Free-text Chain of Thought Format¶
The free-text Chain of Thought format is the simplest and most widely-used CoT structure, perfect for problems that benefit from natural language reasoning. Inspired by datasets like GSM8K, this format presents a question, shows the step-by-step thinking process in natural language, and provides a final answer.
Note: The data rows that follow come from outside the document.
impl Dashboard {
    pub fn new(db: SqlitePool, settings: Arc<EngineSettings>) -> Self {
        Self { db, settings }
    }

    pub async fn list_customers(&self, org_id: &str, query: &DashboardQuery) -> Result<Page<DashboardItem>> {
        let filter = query.filter();
        let total = customers::count_filtered(&self.db, org_id, &filter).await?;
        let pagination = calculate_pagination(total, query.page, self.settings.dashboard_page_size);
        let rows = customers::list_filtered(
            &self.db,
            org_id,
            &filter,
            query.sort,
            query.ascending,
            pagination.page_size,
            pagination.offset,
        )
        .await?;

        let now = now_ms();
        Ok(Page {
            items: rows.iter().map(|c| DashboardItem::new(c, now)).collect(),
            total,
            pagination,
        })
    }

    /// Six journey stages in order, each broken down along the other axes
    pub async fn journey_funnel(&self, org_id: &str) -> Result<Vec<FunnelStage>> {
        let axes = [Axis::Channel, Axis::Value, Axis::Lifecycle, Axis::Loyalty, Axis::Momentum];
        let mut per_axis = Vec::with_capacity(axes.len());
        for axis in axes {
            let cells = customers::count_by_axes(&self.db, org_id, Axis::Journey, axis).await?;
            per_axis.push((axis, index_cells(cells)));
        }

        let funnel = JourneyStage::ALL
            .iter()
            .map(|stage| {
                let stage = stage.as_str();
                let breakdowns: Vec<(Axis, Vec<LabelCount>)> = per_axis
                    .iter()
                    .map(|(axis, cells)| {
                        let counts = axis
                            .labels()
                            .into_iter()
                            .map(|label| LabelCount {
                                label,
                                count: cells.get(&(stage.to_string(), label.to_string())).copied().unwrap_or(0),
                            })
                            .collect();
                        (*axis, counts)
                    })
                    .collect();
                let count = breakdowns
                    .first()
                    .map(|(_, counts)| counts.iter().map(|c| c.count).sum())
                    .unwrap_or(0);
                FunnelStage { stage, count, breakdowns }
            })
            .collect();
        Ok(funnel)
    }

    /// Each priority group with its size and top members by spend
    pub async fn priority_groups(&self, org_id: &str, top_n: Option<i64>) -> Result<Vec<GroupSummary>> {
        let top_n = top_n.filter(|n| *n > 0).unwrap_or(self.settings.priority_group_top_n);
        let now = now_ms();
        let mut groups = Vec::with_capacity(PriorityGroup::ALL.len());
        for group in PriorityGroup::ALL {
            let filter = CustomerFilter {
                group_conditions: vec![group.condition()],
                ..CustomerFilter::default()
            };
            let count = customers::count_filtered(&self.db, org_id, &filter).await?;
            let top = customers::list_filtered(&self.db, org_id, &filter, SortField::TotalSpend, false, top_n, 0)
                .await?
                .iter()
                .map(|c| DashboardItem::new(c, now))
                .collect();
            groups.push(GroupSummary { group: *group, count, top });
        }
        Ok(groups)
    }

    /// Customer counts for any pair of axes in fixed label order
    pub async fn matrix(&self, org_id: &str, row_axis: Axis, col_axis: Axis) -> Result<Matrix> {
        let rows = row_axis.labels();
        let cols = col_axis.labels();
        let raw = customers::count_by_axes(&self.db, org_id, row_axis, col_axis).await?;
        let total: i64 = raw.iter().map(|(_, _, n)| n).sum();
        let cells_by_key = index_cells(raw);

        let cells = rows
            .iter()
            .map(|r| {
                cols.iter()
                    .map(|c| cells_by_key.get(&(r.to_string(), c.to_string())).copied().unwrap_or(0))
                    .collect()
            })
            .collect();
        Ok(Matrix {
            row_axis,
            col_axis,
            rows,
            cols,
            cells,
            total,
        })
    }
}

impl Dashboard {
    /// Classification distribution rebuilt from each customer's latest
    /// history snapshot at or before `as_of`
    ///
    /// Labels a snapshot carries that are no longer known are left out of
    /// the per-axis counts but still count toward `total`.
    pub async fn distribution_as_of(&self, org_id: &str, as_of: i64) -> Result<Distribution> {
        let snapshots = activities::latest_snapshots_per_customer(&self.db, org_id, as_of).await?;

        let axes = Axis::ALL
            .iter()
            .map(|&axis| {
                let (layer, key) = snapshot_field(axis);
                let counts = axis
                    .labels()
                    .into_iter()
                    .map(|label| {
                        let count = snapshots
                            .iter()
                            .filter(|(_, snap)| {
                                snap.get(layer).and_then(|l| l.get(key)).and_then(|v| v.as_str()) == Some(label)
                            })
                            .count() as i64;
                        LabelCount { label, count }
                    })
                    .collect();
                (axis, counts)
            })
            .collect();

        Ok(Distribution {
            as_of,
            total: snapshots.len() as i64,
            axes,
        })
    }
}

fn index_cells(cells: Vec<(String, String, i64)>) -> HashMap<(String, String), i64> {
    cells.into_iter().map(|(r, c, n)| ((r, c), n)).collect()
}

#[cfg(test)]
mod tests {
    use super::*;
    use crm_common::db::init_memory_database;
    use crm_common::models::{
        Classification, LifecycleStage, LoyaltyStage, MomentumStage, Source, ValueTier,
    };

    async fn seed(pool: &SqlitePool, id: &str, class: Classification, spent: f64) {
        let mut c = UnifiedCustomer::standalone("org", Source::Pos, id, 1);
        c.profile.name = id.to_uppercase();
        c.metrics.classification = class;
        c.metrics.orders.total_spent = spent;
        customers::save_customer(pool, &c).await.unwrap();
    }

    async fn dashboard() -> Dashboard {
        let pool = init_memory_database().await.unwrap();
        let vip = Classification {
            journey_stage: JourneyStage::Vip,
            value_tier: ValueTier::Vip,
            lifecycle_stage: LifecycleStage::Active,
            loyalty_stage: LoyaltyStage::Core,
            momentum_stage: MomentumStage::Rising,
            ..Classification::default()
        };
        let lapsed = Classification {
            journey_stage: JourneyStage::Inactive,
            value_tier: ValueTier::Vip,
            lifecycle_stage: LifecycleStage::Dead,
            loyalty_stage: LoyaltyStage::Repeat,
            momentum_stage: MomentumStage::Lost,
            ..Classification::default()
        };
        seed(&pool, "a", vip, 90.0).await;
        seed(&pool, "b", vip, 60.0).await;
        seed(&pool, "c", lapsed, 70.0).await;
        seed(&pool, "d", Classification::default(), 0.0).await;
        Dashboard::new(pool, Arc::new(EngineSettings::default()))
    }

    #[test]
    fn test_parse_helpers() {
        assert_eq!("one_time".parse::<PriorityGroup>().unwrap(), PriorityGroup::OneTime);
        assert!("whales".parse::<PriorityGroup>().is_err());
        assert_eq!(parse_sort_field("name").unwrap(), SortField::Name);
        assert_eq!(normalize_journey_filter("first_online").as_deref(), Some("first"));
        assert_eq!(normalize_journey_filter("omni"), None);
    }

    #[tokio::test]
    async fn test_distribution_as_of_reads_history() {
        use crate::services::{ActivityDraft, ActivityRecorder, RecordMode};
        use crm_common::models::{CustomerMetrics, SourceRef};

        let d = dashboard().await;
        let recorder = ActivityRecorder::new(d.db.clone(), None);
        let record = |id: &'static str, at: i64, class: Classification| {
            let recorder = recorder.clone();
            async move {
                let c = UnifiedCustomer::standalone("org", Source::Pos, id, 1);
                let metrics = CustomerMetrics {
                    classification: class,
                    computed_at: at,
                    ..CustomerMetrics::default()
                };
                let draft = ActivityDraft::new(&c, "customer_updated", "system", at)
                    .source_ref(SourceRef::new("trigger", "recalculate"));
                recorder.record_change(draft, &c, &metrics, RecordMode::Change).await.unwrap();
            }
        };
        let vip = Classification {
            journey_stage: JourneyStage::Vip,
            value_tier: ValueTier::Vip,
            lifecycle_stage: LifecycleStage::Active,
            ..Classification::default()
        };
        let lapsed = Classification {
            lifecycle_stage: LifecycleStage::Dead,
            ..vip
        };
        record("x", 100, vip).await;
        record("y", 150, Classification::default()).await;
        record("x", 200, lapsed).await;

        let count = |dist: &Distribution, axis: Axis, label: &str| {
            let (_, counts) = dist.axes.iter().find(|(a, _)| *a == axis).unwrap();
            counts.iter().find(|c| c.label == label).unwrap().count
        };

        let early = d.distribution_as_of("org", 120).await.unwrap();
        assert_eq!(early.total, 1);
        assert_eq!(count(&early, Axis::Value, "vip"), 1);
        assert_eq!(count(&early, Axis::Lifecycle, "active"), 1);

        let late = d.distribution_as_of("org", 250).await.unwrap();
        assert_eq!(late.total, 2);
        assert_eq!(count(&late, Axis::Lifecycle, "active"), 0);
        assert_eq!(count(&late, Axis::Lifecycle, "dead"), 1);
        assert_eq!(count(&late, Axis::Journey, "vip"), 1);

        assert_eq!(d.distribution_as_of("org", 50).await.unwrap().total, 0);
    }

    #[tokio::test]
    async fn test_match_nothing_lists_no_one() {
        let d = dashboard().await;
        let query = DashboardQuery {
            match_nothing: true,
            ..Default::default()
        };
        let page = d.list_customers("org", &query).await.unwrap();
        assert_eq!(page.total, 0);
        assert!(page.items.is_empty());
    }

    #[tokio::test]
    async fn test_list_filters_and_sorts() {
        let d = dashboard().await;
        let query = DashboardQuery {
            labels: vec![(Axis::Value, vec!["vip".into()])],
            ..Default::default()
        };
        let page = d.list_customers("org", &query).await.unwrap();
        assert_eq!(page.total, 3);
        let ids: Vec<_> = page.items.iter().map(|i| i.unified_id.as_str()).collect();
        assert_eq!(ids, vec!["a", "c", "b"]);

        let by_group = DashboardQuery {
            groups: vec![PriorityGroup::VipInactive, PriorityGroup::Dead],
            sort: SortField::Name,
            ascending: true,
            ..Default::default()
        };
        let page = d.list_customers("org", &by_group).await.unwrap();
        assert_eq!(page.items.len(), 1);
        assert_eq!(page.items[0].unified_id, "c");
    }

    #[tokio::test]
    async fn test_funnel_has_every_stage() {
        let d = dashboard().await;
        let funnel = d.journey_funnel("org").await.unwrap();
        let stages: Vec<_> = funnel.iter().map(|s| s.stage).collect();
        assert_eq!(stages, vec!["visitor", "engaged", "first", "repeat", "vip", "inactive"]);
        let vip = funnel.iter().find(|s| s.stage == "vip").unwrap();
        assert_eq!(vip.count, 2);
        let (_, loyalty) = vip.breakdowns.iter().find(|(a, _)| *a == Axis::Loyalty).unwrap();
        assert_eq!(loyalty[0], LabelCount { label: "core", count: 2 });
        assert_eq!(funnel[0].count, 1);
    }

    #[tokio::test]
    async fn test_priority_groups_and_matrix() {
        let d = dashboard().await;
        let groups = d.priority_groups("org", Some(1)).await.unwrap();
        let vip_active = groups.iter().find(|g| g.group == PriorityGroup::VipActive).unwrap();
        assert_eq!(vip_active.count, 2);
        assert_eq!(vip_active.top.len(), 1);
        assert_eq!(vip_active.top[0].unified_id, "a");
        // default customer is value tier "new"
        let new = groups.iter().find(|g| g.group == PriorityGroup::New).unwrap();
        assert_eq!(new.count, 1);

        let m = d.matrix("org", Axis::Value, Axis::Lifecycle).await.unwrap();
        assert_eq!(m.rows, vec!["vip", "high", "medium", "low", "new"]);
        assert_eq!(m.cols, vec!["active", "cooling", "inactive", "dead", "never_purchased"]);
        assert_eq!(m.cells[0][0], 2);
        assert_eq!(m.cells[0][3], 1);
        assert_eq!(m.cells[4][4], 1);
        assert_eq!(m.total, 4);
    }
}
When to Use Free-text CoT¶
Ideal Use Cases¶
- Mathematical word problems: Grade school through high school math
- Logic puzzles: Reasoning through constraints and deductions
- General problem-solving: Everyday reasoning tasks
- Reading comprehension: Analyzing passages and drawing conclusions
- Simple scientific problems: Basic physics, chemistry calculations
Strengths¶
- Natural reasoning flow: Mirrors how humans think through problems
- Easy to understand: Readable by humans without technical knowledge
- Flexible structure: Can handle varied reasoning patterns
- Token efficient: Compact representation of reasoning
Limitations¶
- Less structured: Harder to validate individual reasoning steps
- No explicit step tracking: Can't easily verify intermediate calculations
- Limited metadata: No action classification or step numbering
Schema Specification¶
class FreeTextCoT(BaseModel):
"""Chain of Thought dataset with natural language reasoning."""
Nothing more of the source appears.